**WHAT YOU NEED TO DO:** Look through the data below for the line with "no active entries." and the line with "pub fn labels(&self)", then output those two and all lines in between, exactly as written.
Top of AVAILABLE DATA
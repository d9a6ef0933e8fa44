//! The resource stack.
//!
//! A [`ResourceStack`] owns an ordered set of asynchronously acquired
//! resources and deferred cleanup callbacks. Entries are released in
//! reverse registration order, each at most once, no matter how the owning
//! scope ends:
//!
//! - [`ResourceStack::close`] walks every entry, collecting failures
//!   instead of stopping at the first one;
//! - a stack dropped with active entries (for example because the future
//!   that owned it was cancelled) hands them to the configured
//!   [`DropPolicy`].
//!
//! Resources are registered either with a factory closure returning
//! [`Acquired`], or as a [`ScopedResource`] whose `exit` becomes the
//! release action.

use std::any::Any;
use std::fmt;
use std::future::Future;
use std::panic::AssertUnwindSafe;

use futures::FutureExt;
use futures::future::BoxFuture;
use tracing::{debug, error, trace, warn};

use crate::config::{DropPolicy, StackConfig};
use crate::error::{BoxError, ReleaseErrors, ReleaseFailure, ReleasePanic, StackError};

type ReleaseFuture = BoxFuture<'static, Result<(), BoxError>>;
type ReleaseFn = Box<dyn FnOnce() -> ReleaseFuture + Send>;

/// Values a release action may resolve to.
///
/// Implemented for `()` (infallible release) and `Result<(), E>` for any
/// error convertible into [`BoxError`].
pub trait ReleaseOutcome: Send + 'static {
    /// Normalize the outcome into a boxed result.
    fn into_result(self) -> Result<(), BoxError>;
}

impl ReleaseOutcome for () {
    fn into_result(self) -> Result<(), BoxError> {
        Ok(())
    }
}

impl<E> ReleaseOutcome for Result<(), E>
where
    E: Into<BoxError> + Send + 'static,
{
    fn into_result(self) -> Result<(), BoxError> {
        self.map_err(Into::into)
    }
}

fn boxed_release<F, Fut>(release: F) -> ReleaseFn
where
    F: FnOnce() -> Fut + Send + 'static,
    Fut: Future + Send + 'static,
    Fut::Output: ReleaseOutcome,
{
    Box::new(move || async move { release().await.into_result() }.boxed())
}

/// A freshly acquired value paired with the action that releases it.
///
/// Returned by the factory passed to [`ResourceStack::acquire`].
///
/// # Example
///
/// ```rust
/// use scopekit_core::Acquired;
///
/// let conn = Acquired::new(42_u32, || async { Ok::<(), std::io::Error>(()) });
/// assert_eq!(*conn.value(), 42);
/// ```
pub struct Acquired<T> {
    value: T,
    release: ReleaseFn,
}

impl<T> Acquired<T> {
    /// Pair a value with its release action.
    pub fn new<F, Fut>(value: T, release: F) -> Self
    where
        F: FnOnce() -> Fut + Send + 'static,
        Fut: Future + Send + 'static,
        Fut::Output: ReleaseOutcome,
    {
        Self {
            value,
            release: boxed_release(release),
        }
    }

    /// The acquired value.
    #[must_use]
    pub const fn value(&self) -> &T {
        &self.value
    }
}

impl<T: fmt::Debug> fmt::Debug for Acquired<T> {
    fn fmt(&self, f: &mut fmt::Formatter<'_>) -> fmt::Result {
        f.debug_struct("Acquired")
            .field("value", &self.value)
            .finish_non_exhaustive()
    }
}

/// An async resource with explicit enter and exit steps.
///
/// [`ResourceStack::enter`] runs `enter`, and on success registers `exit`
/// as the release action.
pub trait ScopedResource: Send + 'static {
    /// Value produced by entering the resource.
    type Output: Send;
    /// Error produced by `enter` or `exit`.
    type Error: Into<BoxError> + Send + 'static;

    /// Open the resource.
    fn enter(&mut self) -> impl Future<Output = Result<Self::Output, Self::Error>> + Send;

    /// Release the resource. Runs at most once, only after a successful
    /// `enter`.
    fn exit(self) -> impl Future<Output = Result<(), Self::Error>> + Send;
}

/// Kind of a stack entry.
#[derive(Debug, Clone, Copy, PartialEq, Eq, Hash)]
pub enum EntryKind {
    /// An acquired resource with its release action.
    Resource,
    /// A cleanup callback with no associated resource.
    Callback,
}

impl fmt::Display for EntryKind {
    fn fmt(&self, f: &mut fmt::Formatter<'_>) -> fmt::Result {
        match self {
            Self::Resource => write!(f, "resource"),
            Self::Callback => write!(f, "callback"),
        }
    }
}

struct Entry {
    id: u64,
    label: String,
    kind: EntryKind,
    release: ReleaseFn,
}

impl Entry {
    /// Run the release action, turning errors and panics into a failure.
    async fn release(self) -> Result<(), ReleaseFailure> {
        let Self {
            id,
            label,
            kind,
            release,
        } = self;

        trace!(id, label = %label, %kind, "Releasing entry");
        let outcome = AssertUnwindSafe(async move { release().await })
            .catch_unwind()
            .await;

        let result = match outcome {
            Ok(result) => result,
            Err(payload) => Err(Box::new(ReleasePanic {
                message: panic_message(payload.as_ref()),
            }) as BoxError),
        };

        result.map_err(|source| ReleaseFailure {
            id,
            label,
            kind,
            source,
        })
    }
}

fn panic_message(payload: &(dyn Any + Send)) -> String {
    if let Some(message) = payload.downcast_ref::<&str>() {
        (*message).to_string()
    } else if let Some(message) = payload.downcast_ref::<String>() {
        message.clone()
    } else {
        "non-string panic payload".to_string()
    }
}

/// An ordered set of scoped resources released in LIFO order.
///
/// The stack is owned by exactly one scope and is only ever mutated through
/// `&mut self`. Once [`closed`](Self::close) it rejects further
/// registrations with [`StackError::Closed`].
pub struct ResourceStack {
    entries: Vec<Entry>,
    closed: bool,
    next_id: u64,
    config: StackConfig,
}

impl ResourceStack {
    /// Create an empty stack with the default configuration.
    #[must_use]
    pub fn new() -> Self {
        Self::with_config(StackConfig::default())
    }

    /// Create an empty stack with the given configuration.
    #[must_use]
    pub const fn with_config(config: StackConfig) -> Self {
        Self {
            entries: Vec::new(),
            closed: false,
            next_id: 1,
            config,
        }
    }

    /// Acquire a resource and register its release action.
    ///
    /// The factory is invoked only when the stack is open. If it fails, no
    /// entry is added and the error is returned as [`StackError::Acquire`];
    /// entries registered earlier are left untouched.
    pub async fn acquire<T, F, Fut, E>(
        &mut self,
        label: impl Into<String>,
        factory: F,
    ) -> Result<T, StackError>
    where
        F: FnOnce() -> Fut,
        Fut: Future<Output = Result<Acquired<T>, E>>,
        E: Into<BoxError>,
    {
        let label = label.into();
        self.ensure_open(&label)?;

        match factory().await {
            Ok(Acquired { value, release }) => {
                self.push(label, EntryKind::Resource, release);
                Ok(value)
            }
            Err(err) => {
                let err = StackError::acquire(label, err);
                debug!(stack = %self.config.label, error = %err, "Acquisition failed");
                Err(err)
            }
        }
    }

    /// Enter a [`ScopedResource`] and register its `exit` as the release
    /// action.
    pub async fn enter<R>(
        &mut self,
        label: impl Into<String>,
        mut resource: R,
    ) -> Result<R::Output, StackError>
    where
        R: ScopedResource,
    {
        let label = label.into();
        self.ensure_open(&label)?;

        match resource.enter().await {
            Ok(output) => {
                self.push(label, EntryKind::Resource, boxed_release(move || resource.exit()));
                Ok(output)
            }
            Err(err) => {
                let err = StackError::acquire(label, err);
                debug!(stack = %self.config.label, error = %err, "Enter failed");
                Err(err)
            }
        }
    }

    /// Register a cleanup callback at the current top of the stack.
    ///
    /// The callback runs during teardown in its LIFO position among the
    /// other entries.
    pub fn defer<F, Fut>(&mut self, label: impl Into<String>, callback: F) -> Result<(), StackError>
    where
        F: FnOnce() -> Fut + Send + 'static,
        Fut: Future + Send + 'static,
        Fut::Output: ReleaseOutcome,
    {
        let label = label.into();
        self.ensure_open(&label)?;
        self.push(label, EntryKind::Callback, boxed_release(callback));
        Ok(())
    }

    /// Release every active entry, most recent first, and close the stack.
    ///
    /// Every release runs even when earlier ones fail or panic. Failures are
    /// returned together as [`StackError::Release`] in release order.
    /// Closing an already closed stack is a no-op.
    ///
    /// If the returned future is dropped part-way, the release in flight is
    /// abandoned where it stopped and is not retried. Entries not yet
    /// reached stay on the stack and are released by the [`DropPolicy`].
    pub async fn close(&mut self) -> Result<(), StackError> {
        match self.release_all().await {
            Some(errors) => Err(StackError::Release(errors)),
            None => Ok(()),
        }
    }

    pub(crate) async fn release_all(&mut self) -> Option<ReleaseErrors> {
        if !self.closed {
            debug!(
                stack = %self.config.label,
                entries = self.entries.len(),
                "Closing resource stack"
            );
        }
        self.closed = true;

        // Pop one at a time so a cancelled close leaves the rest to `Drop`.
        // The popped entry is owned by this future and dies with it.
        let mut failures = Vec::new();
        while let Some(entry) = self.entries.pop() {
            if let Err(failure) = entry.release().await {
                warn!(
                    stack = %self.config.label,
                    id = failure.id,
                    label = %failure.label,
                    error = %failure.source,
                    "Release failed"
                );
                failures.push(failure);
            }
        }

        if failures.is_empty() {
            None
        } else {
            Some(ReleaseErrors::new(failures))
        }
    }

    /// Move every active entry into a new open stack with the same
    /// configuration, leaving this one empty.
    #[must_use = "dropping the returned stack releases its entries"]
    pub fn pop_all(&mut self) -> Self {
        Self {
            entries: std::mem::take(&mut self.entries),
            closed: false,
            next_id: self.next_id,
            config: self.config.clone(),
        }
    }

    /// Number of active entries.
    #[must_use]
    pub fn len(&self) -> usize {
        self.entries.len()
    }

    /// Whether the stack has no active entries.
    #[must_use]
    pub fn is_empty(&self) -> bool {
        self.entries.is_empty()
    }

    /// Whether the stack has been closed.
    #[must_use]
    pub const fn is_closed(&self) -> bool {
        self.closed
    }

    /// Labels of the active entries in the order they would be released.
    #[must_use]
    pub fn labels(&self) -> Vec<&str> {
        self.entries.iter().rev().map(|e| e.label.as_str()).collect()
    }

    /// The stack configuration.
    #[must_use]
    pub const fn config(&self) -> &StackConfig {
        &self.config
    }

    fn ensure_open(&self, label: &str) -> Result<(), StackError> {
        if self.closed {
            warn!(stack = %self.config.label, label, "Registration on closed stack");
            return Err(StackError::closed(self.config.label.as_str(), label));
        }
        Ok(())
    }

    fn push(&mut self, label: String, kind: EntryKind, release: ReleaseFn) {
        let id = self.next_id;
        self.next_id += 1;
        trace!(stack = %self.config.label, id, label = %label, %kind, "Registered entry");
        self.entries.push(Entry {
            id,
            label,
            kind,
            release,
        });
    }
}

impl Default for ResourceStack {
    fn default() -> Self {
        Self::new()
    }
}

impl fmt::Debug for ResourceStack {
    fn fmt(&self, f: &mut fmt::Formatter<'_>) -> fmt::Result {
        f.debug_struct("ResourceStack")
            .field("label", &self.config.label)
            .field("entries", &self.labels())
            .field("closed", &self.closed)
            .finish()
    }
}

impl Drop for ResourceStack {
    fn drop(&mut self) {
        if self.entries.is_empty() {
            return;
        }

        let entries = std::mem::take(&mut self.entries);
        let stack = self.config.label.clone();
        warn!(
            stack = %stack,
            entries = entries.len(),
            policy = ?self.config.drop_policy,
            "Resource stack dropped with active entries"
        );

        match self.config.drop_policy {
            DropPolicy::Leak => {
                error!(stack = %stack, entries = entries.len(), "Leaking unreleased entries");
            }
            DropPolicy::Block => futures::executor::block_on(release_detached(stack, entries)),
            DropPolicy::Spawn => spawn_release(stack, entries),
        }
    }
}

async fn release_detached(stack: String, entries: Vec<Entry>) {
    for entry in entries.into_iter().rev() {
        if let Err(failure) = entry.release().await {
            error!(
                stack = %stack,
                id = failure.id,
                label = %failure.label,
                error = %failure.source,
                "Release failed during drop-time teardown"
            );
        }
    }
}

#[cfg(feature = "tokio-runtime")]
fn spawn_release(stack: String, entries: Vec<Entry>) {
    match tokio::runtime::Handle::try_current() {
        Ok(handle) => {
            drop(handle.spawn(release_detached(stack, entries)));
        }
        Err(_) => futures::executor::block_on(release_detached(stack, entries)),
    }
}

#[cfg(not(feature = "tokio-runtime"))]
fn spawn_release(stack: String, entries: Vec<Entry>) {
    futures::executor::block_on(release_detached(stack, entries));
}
Bottom of AVAILABLE DATA
**ANSWER AREA:**
    /// Whether the stack has no active entries.
    #[must_use]
    pub fn is_empty(&self) -> bool {
        self.entries.is_empty()
    }

    /// Whether the stack has been closed.
    #[must_use]
    pub const fn is_closed(&self) -> bool {
        self.closed
    }

    /// Labels of the active entries in the order they would be released.
    #[must_use]
    pub fn labels(&self) -> Vec<&str> {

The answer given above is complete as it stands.